EDITO
Il y a un mois (bon d'accord, un mois et demi), Laculture vous promettait un projet jeune et ambitieux, plein d'audace.
En préparant cette deuxième édition, nous avons appris beaucoup de choses sur la (sur)vie d'une équipe rédactionnelle confrontée à ses individualités. Face à nos doutes, on a fait ce qu'il y avait de mieux à faire : essayer, tester, faire, défaire, refaire, débattre et s'insulter (parfois).
Mais aujourd'hui nous sommes là, très fiers de vous présenter ce numéro Un, éclectique dans ses sujets et ses prises de position.

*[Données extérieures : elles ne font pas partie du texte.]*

//! CLI binary for snapgraph.
//!
//! A thin shim over the library crate that maps CLI flags to
//! `PublishConfig`, drives one publish run, and prints the page URL.

use anyhow::{Context, Result};
use clap::Parser;
use indicatif::{ProgressBar, ProgressStyle};
use snapgraph::{
    publish_from_directory, publish_from_pdf, ProgressCallback, PublishConfig,
    PublishProgressCallback,
};
use std::io::{self, Write};
use std::path::{Path, PathBuf};
use std::sync::atomic::{AtomicUsize, Ordering};
use std::sync::Arc;
use std::time::Duration;
use tracing_subscriber::EnvFilter;

// ── ANSI colour helpers (no extra deps) ──────────────────────────────────────

fn green(s: &str) -> String {
    format!("\x1b[32m{s}\x1b[0m")
}
fn red(s: &str) -> String {
    format!("\x1b[31m{s}\x1b[0m")
}
fn dim(s: &str) -> String {
    format!("\x1b[2m{s}\x1b[0m")
}
fn bold(s: &str) -> String {
    format!("\x1b[1m{s}\x1b[0m")
}
fn cyan(s: &str) -> String {
    format!("\x1b[36m{s}\x1b[0m")
}

// ── CLI progress callback using indicatif ────────────────────────────────────

/// Terminal progress callback: a live bar plus one log line per file.
/// Uploads are sequential, so events arrive strictly in order.
struct CliProgress {
    bar: ProgressBar,
    errors: AtomicUsize,
}

impl CliProgress {
    fn new() -> Arc<Self> {
        let bar = ProgressBar::new(0);
        bar.set_style(
            ProgressStyle::with_template(
                "{spinner:.cyan} {prefix:.bold}  [{bar:42.green/238}] {pos:>3}/{len} files  {msg}",
            )
            .unwrap_or_else(|_| ProgressStyle::default_bar())
            .progress_chars("█▉▊▋▌▍▎▏  "),
        );
        bar.set_prefix("Uploading");
        bar.enable_steady_tick(Duration::from_millis(80));

        Arc::new(Self {
            bar,
            errors: AtomicUsize::new(0),
        })
    }
}

impl PublishProgressCallback for CliProgress {
    fn on_batch_start(&self, total_files: usize) {
        self.bar.set_length(total_files as u64);
        self.bar.println(format!(
            "{} {}",
            cyan("◆"),
            bold(&format!("Uploading {total_files} files…"))
        ));
    }

    fn on_upload_start(&self, _index: usize, _total: usize, file: &Path) {
        let name = file
            .file_name()
            .map(|n| n.to_string_lossy().into_owned())
            .unwrap_or_default();
        self.bar.set_message(name);
    }

    fn on_upload_complete(&self, index: usize, total: usize, url: &str) {
        self.bar.println(format!(
            "  {} {:>3}/{:<3}  {}",
            green("✓"),
            index,
            total,
            dim(url)
        ));
        self.bar.inc(1);
    }

    fn on_upload_error(&self, index: usize, total: usize, error: &str) {
        self.errors.fetch_add(1, Ordering::SeqCst);
        let msg = if error.len() > 80 {
            format!("{}\u{2026}", error.chars().take(79).collect::<String>())
        } else {
            error.to_string()
        };
        self.bar.println(format!(
            "  {} {:>3}/{:<3}  {}",
            red("✗"),
            index,
            total,
            red(&msg)
        ));
        self.bar.inc(1);
    }

    fn on_batch_complete(&self, uploaded: usize, failed: usize) {
        self.bar.finish_and_clear();
        if failed == 0 {
            eprintln!(
                "{} {} files uploaded",
                green("✔"),
                bold(&uploaded.to_string())
            );
        } else {
            eprintln!(
                "{} {}/{} files uploaded  ({} failed)",
                cyan("⚠"),
                bold(&uploaded.to_string()),
                uploaded + failed,
                red(&failed.to_string()),
            );
        }
    }
}

const AFTER_HELP: &str = r#"EXAMPLES:
  # Publish a directory of screenshots
  snapgraph ./screenshots

  # Publish every page of a PDF, downloaded from a URL
  snapgraph --pdf https://example.com/report.pdf

  # Same, driven by the environment (CI-friendly)
  SNAPGRAPH_PDF_URL=https://example.com/report.pdf snapgraph

  # Custom title and author credit
  snapgraph --title "Build 1042 screenshots" \
            --author-name ci-bot --author-url https://ci.example ./shots

  # Throwaway account, nothing persisted
  snapgraph --no-persist-token ./shots

  # Structured output for scripting
  snapgraph --json ./shots | jq -r .page_url

ENVIRONMENT VARIABLES:
  SNAPGRAPH_PDF_URL          PDF source (selects PDF mode when set)
  SNAPGRAPH_DOMAIN           Publishing service domain (default: graph.org)
  SNAPGRAPH_UPLOAD_ENDPOINT  File-hosting endpoint URL
  SNAPGRAPH_TITLE            Page title
  SNAPGRAPH_AUTHOR_NAME      Author name shown on the page
  SNAPGRAPH_AUTHOR_URL       Author link shown on the page
  SNAPGRAPH_TOKEN_FILE       Credential record path

The first run registers an anonymous account and stores its access token
(default: <config dir>/snapgraph/credentials.json); later runs reuse it.
"#;

/// Publish screenshots or PDF pages as a Telegraph-style image page.
#[derive(Parser, Debug)]
#[command(
    name = "snapgraph",
    version,
    about = "Publish a directory of screenshots, or the pages of a PDF, as one shareable image page",
    arg_required_else_help = false,
    color = clap::ColorChoice::Auto,
    after_long_help = AFTER_HELP
)]
struct Cli {
    /// Directory of image files to publish.
    source: Option<PathBuf>,

    /// Publish the pages of this PDF (local path or HTTP/HTTPS URL)
    /// instead of a directory.
    #[arg(long, env = "SNAPGRAPH_PDF_URL")]
    pdf: Option<String>,

    /// Publishing service domain.
    #[arg(long, env = "SNAPGRAPH_DOMAIN", default_value = "graph.org")]
    domain: String,

    /// File-hosting endpoint URL (default: https://<domain>/upload).
    #[arg(long, env = "SNAPGRAPH_UPLOAD_ENDPOINT")]
    upload_endpoint: Option<String>,

    /// Page title.
    #[arg(long, env = "SNAPGRAPH_TITLE", default_value = "Screenshots")]
    title: String,

    /// Author name shown below the page title.
    #[arg(long, env = "SNAPGRAPH_AUTHOR_NAME", default_value = "snapgraph")]
    author_name: String,

    /// Author link attached to the author name.
    #[arg(long, env = "SNAPGRAPH_AUTHOR_URL", default_value = "")]
    author_url: String,

    /// Account short name (default: random per account).
    #[arg(long)]
    short_name: Option<String>,

    /// Upload attempts per file.
    #[arg(long, default_value_t = 3)]
    attempts: u32,

    /// Delay between upload attempts, in milliseconds.
    #[arg(long, default_value_t = 2000)]
    retry_delay_ms: u64,

    /// Pause after each successful upload, in milliseconds.
    #[arg(long, default_value_t = 1000)]
    pause_ms: u64,

    /// Per-upload request timeout in seconds.
    #[arg(long, default_value_t = 30)]
    upload_timeout: u64,

    /// PDF download timeout in seconds.
    #[arg(long, default_value_t = 120)]
    download_timeout: u64,

    /// Longest edge of rendered PDF pages, in pixels.
    #[arg(long, default_value_t = 2000)]
    max_pixels: u32,

    /// Credential record path.
    #[arg(long, env = "SNAPGRAPH_TOKEN_FILE")]
    token_file: Option<PathBuf>,

    /// Register a throwaway account; persist nothing.
    #[arg(long)]
    no_persist_token: bool,

    /// Omit the <h4> title line from the page body.
    #[arg(long)]
    no_header: bool,

    /// Omit the publish-date/author footer from the page body.
    #[arg(long)]
    no_footer: bool,

    /// Print the full run result as JSON instead of just the URL.
    #[arg(long)]
    json: bool,

    /// Disable the progress bar.
    #[arg(long)]
    no_progress: bool,

    /// Enable DEBUG-level tracing logs.
    #[arg(short, long)]
    verbose: bool,

    /// Suppress all output except the page URL and errors.
    #[arg(short, long)]
    quiet: bool,
}

#[tokio::main]
async fn main() -> Result<()> {
    let cli = Cli::parse();

    // ── Logging setup ────────────────────────────────────────────────────
    // The progress bar provides the per-file feedback that matters; keep
    // library logs down to errors while it is active.
    let show_progress = !cli.quiet && !cli.no_progress && !cli.json;
    let filter = if cli.verbose {
        "debug"
    } else if cli.quiet || show_progress {
        "error"
    } else {
        "info"
    };

    tracing_subscriber::fmt()
        .with_env_filter(EnvFilter::try_from_default_env().unwrap_or_else(|_| EnvFilter::new(filter)))
        .with_writer(io::stderr)
        .init();

    // ── Build config ─────────────────────────────────────────────────────
    let progress: Option<ProgressCallback> = if show_progress {
        Some(CliProgress::new() as ProgressCallback)
    } else {
        None
    };

    let mut builder = PublishConfig::builder()
        .domain(&cli.domain)
        .title(&cli.title)
        .author_name(&cli.author_name)
        .author_url(&cli.author_url)
        .max_upload_attempts(cli.attempts)
        .upload_retry_delay_ms(cli.retry_delay_ms)
        .upload_pause_ms(cli.pause_ms)
        .upload_timeout_secs(cli.upload_timeout)
        .download_timeout_secs(cli.download_timeout)
        .max_rendered_pixels(cli.max_pixels)
        .include_header(!cli.no_header)
        .include_footer(!cli.no_footer)
        .persist_token(!cli.no_persist_token);

    if let Some(name) = &cli.short_name {
        builder = builder.short_name(name);
    }
    if let Some(url) = &cli.upload_endpoint {
        builder = builder.upload_endpoint(url);
    }
    if let Some(path) = &cli.token_file {
        builder = builder.token_path(path);
    }
    if let Some(cb) = progress {
        builder = builder.progress_callback(cb);
    }

    let config = builder.build().context("invalid configuration")?;

    // ── Run ──────────────────────────────────────────────────────────────
    // A PDF source (flag or SNAPGRAPH_PDF_URL) selects PDF mode; otherwise
    // the positional directory is required.
    let output = match (&cli.pdf, &cli.source) {
        (Some(pdf), _) => publish_from_pdf(pdf, &config)
            .await
            .context("publishing PDF failed")?,
        (None, Some(dir)) => publish_from_directory(dir, &config)
            .await
            .context("publishing directory failed")?,
        (None, None) => {
            anyhow::bail!("no source given: pass a directory, or --pdf <URL|PATH> (or set SNAPGRAPH_PDF_URL)")
        }
    };

    // ── Report ───────────────────────────────────────────────────────────
    if cli.json {
        let json = serde_json::to_string_pretty(&output).context("failed to serialise output")?;
        println!("{json}");
    } else {
        let stdout = io::stdout();
        let mut handle = stdout.lock();
        writeln!(handle, "{}", output.page_url).context("failed to write to stdout")?;
    }

    if !cli.quiet && !cli.json {
        eprintln!(
            "   {}  {}/{} files  {}ms",
            dim("published"),
            output.stats.uploaded,
            output.stats.total_files,
            output.stats.total_duration_ms,
        );
        if output.stats.failed > 0 {
            eprintln!("   {} files failed to upload", output.stats.failed);
        }
    }

    Ok(())
}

Laculture, fidèle aux fascinations de ses auteurs et à leur conviction qu'il y a une place à prendre pour une entité éditoriale décomplexée, est capable de vous parler de ce qui est rare et de ce qui est pop, de ce qui est culte et de ce qui va sortir, et même de ce qui ne sortira peut-être jamais.

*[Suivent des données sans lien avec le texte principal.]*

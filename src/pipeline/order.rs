//! Natural (numeric-aware) filename ordering.
//!
//! Plain lexical order puts `shot10.png` before `shot2.png`, which is never
//! what a human who numbered their screenshots meant. The comparator here
//! treats each maximal digit run as one number, so embedded counters sort by
//! value while everything else sorts byte-wise. Ties between numerically
//! equal runs (`2` vs `002`) break on the raw run length so the order stays
//! total and deterministic.

use std::cmp::Ordering;
use std::iter::Peekable;
use std::path::{Path, PathBuf};
use std::str::Chars;

/// Compare two strings treating digit runs as numbers.
pub fn natural_cmp(a: &str, b: &str) -> Ordering {
    let mut ia = a.chars().peekable();
    let mut ib = b.chars().peekable();

    loop {
        match (ia.peek().copied(), ib.peek().copied()) {
            (None, None) => return Ordering::Equal,
            (None, Some(_)) => return Ordering::Less,
            (Some(_), None) => return Ordering::Greater,
            (Some(ca), Some(cb)) => {
                if ca.is_ascii_digit() && cb.is_ascii_digit() {
                    let ra = take_digit_run(&mut ia);
                    let rb = take_digit_run(&mut ib);
                    let ord = cmp_digit_runs(&ra, &rb);
                    if ord != Ordering::Equal {
                        return ord;
                    }
                } else {
                    let ord = ca.cmp(&cb);
                    if ord != Ordering::Equal {
                        return ord;
                    }
                    ia.next();
                    ib.next();
                }
            }
        }
    }
}

/// Sort paths in place by the natural order of their file names.
pub fn sort_naturally(paths: &mut [PathBuf]) {
    paths.sort_by(|a, b| natural_cmp(&file_name_of(a), &file_name_of(b)));
}

fn file_name_of(path: &Path) -> String {
    path.file_name()
        .map(|n| n.to_string_lossy().into_owned())
        .unwrap_or_default()
}

fn take_digit_run(it: &mut Peekable<Chars>) -> String {
    let mut run = String::new();
    while let Some(&c) = it.peek() {
        if !c.is_ascii_digit() {
            break;
        }
        run.push(c);
        it.next();
    }
    run
}

/// Numeric comparison of two digit runs without parsing into an integer,
/// so arbitrarily long runs cannot overflow.
fn cmp_digit_runs(a: &str, b: &str) -> Ordering {
    let ta = a.trim_start_matches('0');
    let tb = b.trim_start_matches('0');
    // More significant digits wins; equal length falls back to lexical
    // (which is numeric for equal-length runs); numerically equal runs
    // order by raw length so "2" and "002" stay distinct.
    ta.len()
        .cmp(&tb.len())
        .then_with(|| ta.cmp(tb))
        .then_with(|| a.len().cmp(&b.len()))
}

Nous sommes peut-être en fait, la version moderne et élaborée de ce qu'on avait l'habitude d'appeler les fanzines. Targuons-nous alors, plutôt que du banal "par des passionnés pour les passionnés", d'un conquérant "par des passionnées pour tout le monde" et gageons que le contenu qui s'ouvre ici à vous, vous fasse pardonner notre retard.